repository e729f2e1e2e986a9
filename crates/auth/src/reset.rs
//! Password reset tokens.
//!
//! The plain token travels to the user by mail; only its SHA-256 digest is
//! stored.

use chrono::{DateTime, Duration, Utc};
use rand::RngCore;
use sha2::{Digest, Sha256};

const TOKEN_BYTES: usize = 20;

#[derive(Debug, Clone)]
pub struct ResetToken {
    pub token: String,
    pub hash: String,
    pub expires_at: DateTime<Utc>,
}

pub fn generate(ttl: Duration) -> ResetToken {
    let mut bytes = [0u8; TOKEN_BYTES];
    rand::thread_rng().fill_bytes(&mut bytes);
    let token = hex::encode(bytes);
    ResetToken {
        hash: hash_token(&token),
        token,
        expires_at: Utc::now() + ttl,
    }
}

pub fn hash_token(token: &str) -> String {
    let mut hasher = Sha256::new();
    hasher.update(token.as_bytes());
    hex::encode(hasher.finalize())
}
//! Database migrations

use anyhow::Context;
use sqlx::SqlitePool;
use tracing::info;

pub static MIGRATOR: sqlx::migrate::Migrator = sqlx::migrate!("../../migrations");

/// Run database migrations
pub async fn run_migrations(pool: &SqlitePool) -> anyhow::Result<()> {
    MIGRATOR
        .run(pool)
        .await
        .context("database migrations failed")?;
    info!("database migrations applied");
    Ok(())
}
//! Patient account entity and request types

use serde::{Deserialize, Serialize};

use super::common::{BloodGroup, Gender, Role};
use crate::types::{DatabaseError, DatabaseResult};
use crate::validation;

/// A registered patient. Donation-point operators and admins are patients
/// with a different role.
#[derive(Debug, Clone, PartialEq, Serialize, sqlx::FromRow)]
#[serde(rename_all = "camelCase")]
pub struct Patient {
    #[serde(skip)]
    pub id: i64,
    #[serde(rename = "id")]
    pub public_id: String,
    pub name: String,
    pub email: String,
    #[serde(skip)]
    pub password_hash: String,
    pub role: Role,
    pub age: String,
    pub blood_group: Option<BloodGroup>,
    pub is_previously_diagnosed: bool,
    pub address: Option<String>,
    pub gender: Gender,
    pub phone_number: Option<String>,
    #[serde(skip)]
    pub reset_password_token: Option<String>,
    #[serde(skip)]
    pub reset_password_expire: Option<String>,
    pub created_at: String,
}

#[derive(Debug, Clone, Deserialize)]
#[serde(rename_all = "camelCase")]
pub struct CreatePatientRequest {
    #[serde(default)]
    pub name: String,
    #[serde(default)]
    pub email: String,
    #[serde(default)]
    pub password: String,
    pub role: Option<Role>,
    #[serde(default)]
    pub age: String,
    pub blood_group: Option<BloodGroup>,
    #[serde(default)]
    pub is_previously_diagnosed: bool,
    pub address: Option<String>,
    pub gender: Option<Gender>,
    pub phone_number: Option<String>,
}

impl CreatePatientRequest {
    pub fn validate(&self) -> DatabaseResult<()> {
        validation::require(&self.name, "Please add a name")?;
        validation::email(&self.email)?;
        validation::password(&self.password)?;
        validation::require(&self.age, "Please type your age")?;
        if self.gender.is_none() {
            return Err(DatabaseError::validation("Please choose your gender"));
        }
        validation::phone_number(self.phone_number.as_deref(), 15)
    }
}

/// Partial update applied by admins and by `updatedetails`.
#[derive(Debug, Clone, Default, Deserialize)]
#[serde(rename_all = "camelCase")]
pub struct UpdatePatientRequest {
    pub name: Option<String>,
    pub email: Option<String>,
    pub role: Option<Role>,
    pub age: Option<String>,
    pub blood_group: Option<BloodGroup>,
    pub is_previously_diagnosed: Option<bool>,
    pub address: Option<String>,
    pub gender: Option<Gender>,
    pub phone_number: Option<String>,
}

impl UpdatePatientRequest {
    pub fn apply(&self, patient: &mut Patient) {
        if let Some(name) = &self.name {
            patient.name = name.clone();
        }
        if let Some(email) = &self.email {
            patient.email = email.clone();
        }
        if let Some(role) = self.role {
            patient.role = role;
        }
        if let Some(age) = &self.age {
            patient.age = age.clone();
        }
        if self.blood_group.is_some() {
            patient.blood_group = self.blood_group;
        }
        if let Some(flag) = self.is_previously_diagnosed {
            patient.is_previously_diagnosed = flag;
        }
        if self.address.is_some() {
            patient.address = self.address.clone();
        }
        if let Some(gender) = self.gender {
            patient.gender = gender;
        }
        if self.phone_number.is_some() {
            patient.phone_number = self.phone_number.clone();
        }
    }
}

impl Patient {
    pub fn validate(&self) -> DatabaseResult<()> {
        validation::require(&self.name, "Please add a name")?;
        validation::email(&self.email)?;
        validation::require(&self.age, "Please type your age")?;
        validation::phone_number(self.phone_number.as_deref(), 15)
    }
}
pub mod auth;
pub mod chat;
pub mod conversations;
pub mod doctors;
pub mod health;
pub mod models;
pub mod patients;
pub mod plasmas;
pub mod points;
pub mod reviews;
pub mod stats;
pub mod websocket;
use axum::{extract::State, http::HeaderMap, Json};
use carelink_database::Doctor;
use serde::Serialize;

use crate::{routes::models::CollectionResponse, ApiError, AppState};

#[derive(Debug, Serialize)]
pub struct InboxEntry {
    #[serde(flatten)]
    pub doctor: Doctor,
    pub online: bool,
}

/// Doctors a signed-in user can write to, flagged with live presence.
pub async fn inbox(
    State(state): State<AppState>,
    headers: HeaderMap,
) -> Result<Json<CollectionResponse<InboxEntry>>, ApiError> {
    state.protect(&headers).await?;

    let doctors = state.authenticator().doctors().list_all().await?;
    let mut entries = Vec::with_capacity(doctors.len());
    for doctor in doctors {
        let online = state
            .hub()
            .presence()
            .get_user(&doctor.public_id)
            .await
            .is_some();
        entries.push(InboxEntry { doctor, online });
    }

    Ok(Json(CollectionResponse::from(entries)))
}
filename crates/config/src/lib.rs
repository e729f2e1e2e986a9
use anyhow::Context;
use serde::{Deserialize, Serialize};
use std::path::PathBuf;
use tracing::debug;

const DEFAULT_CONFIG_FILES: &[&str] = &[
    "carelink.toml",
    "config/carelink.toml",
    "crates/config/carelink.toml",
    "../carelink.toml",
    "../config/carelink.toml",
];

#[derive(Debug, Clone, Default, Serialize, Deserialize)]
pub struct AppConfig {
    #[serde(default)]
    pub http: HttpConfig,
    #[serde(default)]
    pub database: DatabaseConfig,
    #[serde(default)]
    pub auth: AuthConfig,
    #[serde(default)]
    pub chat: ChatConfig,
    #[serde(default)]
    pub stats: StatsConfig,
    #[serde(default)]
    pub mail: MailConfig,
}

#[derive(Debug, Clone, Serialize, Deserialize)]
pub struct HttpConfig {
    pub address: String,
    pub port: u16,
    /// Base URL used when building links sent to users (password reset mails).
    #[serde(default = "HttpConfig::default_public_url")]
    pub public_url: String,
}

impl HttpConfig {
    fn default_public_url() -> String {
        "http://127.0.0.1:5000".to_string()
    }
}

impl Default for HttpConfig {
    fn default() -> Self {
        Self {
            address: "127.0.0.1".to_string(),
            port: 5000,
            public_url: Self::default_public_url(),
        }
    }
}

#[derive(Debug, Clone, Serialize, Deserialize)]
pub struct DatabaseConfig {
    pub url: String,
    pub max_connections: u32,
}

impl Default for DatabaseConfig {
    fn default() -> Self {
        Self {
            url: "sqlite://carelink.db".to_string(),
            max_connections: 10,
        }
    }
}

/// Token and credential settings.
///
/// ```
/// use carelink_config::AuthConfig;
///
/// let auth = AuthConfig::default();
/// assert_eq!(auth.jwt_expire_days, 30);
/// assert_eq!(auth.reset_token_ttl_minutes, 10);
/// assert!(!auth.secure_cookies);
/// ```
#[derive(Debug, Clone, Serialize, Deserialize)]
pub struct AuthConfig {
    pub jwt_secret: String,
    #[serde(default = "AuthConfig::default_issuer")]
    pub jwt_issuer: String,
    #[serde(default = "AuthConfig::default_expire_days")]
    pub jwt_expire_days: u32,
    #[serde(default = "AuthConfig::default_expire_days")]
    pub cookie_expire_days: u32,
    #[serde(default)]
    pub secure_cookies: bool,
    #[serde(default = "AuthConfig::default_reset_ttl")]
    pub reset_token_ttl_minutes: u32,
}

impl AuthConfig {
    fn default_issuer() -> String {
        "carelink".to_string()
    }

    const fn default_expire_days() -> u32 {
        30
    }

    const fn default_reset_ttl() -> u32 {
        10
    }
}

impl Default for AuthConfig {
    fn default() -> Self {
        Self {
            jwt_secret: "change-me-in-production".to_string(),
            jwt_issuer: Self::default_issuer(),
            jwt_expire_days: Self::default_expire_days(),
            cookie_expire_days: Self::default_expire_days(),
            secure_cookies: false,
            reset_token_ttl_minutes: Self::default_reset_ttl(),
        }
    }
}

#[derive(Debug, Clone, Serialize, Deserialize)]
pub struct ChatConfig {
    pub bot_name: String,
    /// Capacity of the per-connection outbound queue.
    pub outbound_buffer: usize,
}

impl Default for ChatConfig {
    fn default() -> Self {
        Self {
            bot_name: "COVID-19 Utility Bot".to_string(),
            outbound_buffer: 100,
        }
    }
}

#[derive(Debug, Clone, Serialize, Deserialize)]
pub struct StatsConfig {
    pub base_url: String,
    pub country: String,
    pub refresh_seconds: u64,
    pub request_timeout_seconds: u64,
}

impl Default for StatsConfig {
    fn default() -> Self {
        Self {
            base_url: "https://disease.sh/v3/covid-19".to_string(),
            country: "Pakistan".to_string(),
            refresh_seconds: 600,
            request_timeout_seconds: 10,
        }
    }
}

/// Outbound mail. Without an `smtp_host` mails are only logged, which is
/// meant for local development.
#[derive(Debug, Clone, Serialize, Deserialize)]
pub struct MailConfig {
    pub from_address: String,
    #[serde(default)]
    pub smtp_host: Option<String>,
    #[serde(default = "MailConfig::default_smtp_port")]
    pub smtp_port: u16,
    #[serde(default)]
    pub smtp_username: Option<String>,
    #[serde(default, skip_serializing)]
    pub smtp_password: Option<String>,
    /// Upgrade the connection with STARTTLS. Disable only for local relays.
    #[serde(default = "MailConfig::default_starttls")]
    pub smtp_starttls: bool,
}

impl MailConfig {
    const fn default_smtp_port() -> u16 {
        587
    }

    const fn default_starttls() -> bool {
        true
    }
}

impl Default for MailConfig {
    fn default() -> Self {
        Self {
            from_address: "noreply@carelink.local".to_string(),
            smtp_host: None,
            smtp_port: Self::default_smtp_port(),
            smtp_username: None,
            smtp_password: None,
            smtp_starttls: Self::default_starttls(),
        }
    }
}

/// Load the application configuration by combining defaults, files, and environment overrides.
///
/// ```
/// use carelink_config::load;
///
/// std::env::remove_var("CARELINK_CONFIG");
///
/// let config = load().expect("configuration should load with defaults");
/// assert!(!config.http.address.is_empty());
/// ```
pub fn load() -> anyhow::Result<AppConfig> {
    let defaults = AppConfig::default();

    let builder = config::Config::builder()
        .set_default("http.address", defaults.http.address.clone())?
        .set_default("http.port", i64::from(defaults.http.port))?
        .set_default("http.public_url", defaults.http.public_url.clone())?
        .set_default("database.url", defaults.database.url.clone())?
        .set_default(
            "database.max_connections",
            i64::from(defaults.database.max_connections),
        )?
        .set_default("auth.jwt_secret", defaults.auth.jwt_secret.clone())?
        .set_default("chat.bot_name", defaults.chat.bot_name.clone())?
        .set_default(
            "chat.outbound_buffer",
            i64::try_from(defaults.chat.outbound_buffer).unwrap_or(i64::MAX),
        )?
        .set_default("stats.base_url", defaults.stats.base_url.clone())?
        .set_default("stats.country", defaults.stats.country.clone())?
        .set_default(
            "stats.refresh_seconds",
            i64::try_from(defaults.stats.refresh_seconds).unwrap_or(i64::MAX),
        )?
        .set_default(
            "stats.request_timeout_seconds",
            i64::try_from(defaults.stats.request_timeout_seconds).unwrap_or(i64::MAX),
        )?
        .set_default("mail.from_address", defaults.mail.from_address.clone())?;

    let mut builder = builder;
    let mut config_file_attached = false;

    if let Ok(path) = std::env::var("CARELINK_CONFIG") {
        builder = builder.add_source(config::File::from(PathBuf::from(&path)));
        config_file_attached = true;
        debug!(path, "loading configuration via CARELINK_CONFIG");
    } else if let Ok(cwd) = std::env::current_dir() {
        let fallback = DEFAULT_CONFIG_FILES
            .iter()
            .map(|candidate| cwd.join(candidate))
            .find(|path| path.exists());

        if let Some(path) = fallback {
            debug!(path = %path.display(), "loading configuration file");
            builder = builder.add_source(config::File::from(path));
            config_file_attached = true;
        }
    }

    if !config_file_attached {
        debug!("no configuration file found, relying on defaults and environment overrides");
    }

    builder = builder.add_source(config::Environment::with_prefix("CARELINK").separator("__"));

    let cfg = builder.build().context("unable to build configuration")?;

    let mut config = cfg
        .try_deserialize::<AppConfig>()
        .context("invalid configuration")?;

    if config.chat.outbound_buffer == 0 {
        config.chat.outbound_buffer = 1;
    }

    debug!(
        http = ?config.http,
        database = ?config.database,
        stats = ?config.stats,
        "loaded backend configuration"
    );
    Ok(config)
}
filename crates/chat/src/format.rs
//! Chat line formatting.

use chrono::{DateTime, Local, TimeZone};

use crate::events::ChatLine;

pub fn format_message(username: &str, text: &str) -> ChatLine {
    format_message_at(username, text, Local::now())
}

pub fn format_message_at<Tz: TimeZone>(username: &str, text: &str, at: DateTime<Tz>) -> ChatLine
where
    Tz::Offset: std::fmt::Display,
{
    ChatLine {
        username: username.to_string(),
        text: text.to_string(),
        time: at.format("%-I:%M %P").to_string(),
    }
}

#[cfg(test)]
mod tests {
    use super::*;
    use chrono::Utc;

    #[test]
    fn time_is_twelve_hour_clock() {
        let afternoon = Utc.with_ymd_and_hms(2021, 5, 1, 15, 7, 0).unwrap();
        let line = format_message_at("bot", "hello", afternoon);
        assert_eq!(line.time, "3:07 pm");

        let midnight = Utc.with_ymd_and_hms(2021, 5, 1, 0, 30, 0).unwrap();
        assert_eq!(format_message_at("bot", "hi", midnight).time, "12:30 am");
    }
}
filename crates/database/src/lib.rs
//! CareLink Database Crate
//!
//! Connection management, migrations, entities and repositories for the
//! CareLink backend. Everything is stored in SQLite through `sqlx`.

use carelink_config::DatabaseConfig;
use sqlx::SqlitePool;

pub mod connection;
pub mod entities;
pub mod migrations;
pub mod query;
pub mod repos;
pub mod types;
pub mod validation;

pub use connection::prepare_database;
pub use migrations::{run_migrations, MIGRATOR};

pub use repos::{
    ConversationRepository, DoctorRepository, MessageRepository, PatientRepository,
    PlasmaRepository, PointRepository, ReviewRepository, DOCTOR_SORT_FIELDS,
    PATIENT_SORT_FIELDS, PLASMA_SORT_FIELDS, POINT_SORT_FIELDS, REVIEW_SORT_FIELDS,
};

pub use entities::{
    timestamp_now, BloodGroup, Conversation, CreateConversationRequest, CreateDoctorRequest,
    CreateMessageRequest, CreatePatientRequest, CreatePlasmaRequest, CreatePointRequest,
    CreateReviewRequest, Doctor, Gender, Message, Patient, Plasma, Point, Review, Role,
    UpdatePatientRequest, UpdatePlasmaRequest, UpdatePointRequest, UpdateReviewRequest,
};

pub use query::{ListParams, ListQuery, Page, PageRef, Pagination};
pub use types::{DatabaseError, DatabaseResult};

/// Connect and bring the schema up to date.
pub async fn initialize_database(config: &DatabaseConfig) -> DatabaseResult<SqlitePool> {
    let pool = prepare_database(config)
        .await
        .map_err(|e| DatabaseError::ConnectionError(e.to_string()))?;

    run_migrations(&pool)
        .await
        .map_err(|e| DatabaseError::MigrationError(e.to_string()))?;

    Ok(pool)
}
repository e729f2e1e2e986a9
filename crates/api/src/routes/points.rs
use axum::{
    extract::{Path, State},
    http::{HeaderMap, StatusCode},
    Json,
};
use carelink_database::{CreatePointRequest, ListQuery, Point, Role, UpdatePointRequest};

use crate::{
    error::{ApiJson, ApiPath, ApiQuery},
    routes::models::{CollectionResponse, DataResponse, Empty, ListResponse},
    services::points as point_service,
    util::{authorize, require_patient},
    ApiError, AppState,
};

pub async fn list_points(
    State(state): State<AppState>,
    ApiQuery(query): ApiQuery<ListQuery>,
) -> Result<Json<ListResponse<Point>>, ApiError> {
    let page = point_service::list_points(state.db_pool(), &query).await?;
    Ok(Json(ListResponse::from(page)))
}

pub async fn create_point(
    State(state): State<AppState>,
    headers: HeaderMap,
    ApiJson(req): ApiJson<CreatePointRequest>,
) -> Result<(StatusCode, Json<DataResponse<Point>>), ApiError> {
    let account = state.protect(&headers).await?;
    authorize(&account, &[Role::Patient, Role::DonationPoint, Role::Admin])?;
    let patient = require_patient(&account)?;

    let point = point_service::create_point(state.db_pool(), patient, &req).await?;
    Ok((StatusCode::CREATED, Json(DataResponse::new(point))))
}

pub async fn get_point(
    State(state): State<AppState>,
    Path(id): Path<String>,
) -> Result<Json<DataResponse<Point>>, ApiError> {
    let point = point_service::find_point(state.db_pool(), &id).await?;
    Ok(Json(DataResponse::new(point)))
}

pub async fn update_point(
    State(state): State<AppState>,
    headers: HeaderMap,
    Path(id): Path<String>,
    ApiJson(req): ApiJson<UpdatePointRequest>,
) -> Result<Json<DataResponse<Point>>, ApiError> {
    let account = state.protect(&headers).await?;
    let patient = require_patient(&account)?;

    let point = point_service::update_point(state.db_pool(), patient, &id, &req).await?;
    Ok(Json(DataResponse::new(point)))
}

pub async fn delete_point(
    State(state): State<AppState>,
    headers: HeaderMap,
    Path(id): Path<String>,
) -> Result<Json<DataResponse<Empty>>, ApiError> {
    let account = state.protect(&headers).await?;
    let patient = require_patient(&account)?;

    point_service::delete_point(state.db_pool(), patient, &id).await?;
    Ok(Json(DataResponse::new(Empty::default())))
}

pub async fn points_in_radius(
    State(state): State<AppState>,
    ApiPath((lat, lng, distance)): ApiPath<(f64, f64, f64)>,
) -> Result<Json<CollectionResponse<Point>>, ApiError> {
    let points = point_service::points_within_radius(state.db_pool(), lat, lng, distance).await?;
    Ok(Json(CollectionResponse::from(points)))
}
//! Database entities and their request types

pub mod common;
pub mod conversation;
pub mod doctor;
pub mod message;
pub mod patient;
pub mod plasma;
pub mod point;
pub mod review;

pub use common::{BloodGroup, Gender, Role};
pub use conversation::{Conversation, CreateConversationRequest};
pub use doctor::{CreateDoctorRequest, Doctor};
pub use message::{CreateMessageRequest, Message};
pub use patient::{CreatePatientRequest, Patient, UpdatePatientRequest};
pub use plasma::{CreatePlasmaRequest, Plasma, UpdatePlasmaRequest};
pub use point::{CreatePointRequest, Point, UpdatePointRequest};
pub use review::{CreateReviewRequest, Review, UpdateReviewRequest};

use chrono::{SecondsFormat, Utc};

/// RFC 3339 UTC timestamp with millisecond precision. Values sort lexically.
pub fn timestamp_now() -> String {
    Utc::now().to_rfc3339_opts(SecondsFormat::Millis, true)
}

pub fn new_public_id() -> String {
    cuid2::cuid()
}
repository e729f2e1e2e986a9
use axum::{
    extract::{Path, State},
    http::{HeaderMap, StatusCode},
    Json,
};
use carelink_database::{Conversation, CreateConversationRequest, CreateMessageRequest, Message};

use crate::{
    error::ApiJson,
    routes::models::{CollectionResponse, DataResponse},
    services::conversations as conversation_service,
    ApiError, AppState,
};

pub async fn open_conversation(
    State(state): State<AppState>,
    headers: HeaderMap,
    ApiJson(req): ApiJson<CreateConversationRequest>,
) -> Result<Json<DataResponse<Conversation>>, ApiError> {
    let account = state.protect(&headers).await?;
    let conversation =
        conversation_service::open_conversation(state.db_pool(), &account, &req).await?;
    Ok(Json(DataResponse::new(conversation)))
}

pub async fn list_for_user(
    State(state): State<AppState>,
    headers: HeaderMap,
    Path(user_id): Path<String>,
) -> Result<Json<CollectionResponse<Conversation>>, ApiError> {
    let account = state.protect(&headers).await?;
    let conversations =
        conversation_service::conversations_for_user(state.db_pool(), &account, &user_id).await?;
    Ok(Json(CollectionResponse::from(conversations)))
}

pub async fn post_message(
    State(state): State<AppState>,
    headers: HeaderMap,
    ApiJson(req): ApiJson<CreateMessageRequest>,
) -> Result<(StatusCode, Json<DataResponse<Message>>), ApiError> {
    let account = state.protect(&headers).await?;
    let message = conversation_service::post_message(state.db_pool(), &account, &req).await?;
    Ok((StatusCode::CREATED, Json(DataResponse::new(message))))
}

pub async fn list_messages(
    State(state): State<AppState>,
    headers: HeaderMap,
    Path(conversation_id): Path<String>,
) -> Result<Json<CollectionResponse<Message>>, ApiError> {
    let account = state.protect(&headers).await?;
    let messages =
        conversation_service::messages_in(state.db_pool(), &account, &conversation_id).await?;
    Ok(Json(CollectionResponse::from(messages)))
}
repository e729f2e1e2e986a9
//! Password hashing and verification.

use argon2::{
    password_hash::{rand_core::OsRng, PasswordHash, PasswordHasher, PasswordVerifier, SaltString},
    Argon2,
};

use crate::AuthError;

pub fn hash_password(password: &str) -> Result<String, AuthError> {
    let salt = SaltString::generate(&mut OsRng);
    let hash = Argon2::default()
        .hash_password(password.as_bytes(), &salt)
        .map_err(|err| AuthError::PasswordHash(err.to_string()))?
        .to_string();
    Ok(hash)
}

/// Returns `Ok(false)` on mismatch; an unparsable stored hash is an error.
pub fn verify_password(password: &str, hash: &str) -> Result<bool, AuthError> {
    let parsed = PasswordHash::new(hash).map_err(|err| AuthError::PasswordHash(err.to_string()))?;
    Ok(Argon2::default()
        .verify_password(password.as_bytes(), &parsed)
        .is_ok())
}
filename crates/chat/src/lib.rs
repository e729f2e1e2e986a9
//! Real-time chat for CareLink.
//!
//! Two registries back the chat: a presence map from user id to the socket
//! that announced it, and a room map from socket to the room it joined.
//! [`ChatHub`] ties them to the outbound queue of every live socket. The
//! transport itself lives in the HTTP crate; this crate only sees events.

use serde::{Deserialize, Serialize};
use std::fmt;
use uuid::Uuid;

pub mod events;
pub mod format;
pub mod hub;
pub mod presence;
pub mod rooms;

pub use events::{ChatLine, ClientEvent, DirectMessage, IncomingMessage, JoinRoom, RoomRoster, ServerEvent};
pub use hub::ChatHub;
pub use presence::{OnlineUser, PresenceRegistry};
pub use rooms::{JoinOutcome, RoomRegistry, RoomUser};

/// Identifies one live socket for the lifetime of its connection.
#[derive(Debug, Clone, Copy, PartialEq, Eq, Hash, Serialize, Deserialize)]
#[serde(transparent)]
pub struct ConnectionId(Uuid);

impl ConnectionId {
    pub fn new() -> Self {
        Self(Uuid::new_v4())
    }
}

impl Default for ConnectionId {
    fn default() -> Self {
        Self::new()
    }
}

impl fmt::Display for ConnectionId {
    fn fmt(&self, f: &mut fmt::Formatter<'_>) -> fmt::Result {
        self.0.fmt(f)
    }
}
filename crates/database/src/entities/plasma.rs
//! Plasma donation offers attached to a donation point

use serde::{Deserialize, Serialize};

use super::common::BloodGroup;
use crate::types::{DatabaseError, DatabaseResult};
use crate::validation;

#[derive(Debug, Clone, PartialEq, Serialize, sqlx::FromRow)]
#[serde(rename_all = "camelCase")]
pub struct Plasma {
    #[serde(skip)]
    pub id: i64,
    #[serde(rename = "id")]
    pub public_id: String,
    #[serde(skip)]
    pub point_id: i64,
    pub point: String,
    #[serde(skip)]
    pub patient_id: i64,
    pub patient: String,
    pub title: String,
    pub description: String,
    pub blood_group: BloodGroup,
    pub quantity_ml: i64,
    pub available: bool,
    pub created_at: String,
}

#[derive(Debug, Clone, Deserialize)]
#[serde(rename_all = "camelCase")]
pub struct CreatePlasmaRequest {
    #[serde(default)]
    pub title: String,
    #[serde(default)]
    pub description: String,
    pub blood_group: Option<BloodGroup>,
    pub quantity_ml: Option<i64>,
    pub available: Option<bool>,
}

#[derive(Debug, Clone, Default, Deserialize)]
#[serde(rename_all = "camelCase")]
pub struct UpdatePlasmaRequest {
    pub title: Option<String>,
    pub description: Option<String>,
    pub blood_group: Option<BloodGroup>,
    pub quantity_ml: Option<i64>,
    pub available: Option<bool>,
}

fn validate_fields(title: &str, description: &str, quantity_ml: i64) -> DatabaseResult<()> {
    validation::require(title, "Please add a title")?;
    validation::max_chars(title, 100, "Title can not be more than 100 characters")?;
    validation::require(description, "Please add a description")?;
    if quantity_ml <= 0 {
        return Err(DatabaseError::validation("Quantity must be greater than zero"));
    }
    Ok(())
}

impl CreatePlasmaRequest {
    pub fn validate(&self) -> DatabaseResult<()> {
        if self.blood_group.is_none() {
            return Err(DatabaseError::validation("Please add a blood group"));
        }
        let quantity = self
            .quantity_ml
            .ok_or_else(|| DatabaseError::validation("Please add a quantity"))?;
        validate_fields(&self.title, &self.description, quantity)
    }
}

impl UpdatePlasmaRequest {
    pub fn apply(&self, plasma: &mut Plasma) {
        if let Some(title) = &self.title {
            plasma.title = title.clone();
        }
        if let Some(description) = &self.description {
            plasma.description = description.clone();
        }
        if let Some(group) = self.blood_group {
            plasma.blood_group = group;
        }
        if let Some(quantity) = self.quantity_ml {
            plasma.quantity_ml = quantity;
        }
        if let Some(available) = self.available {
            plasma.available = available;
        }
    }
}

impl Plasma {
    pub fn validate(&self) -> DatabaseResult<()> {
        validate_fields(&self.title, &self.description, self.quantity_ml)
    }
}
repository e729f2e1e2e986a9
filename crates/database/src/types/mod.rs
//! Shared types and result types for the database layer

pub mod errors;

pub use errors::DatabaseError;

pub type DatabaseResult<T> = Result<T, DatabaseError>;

__PROBLEM TO SOLVE__: Return every line above in which the string "entries" occurs.

__RESPONSE FOR THIS EXERCISE__:
    let mut entries = Vec::with_capacity(doctors.len());
        entries.push(InboxEntry { doctor, online });
    Ok(Json(CollectionResponse::from(entries)))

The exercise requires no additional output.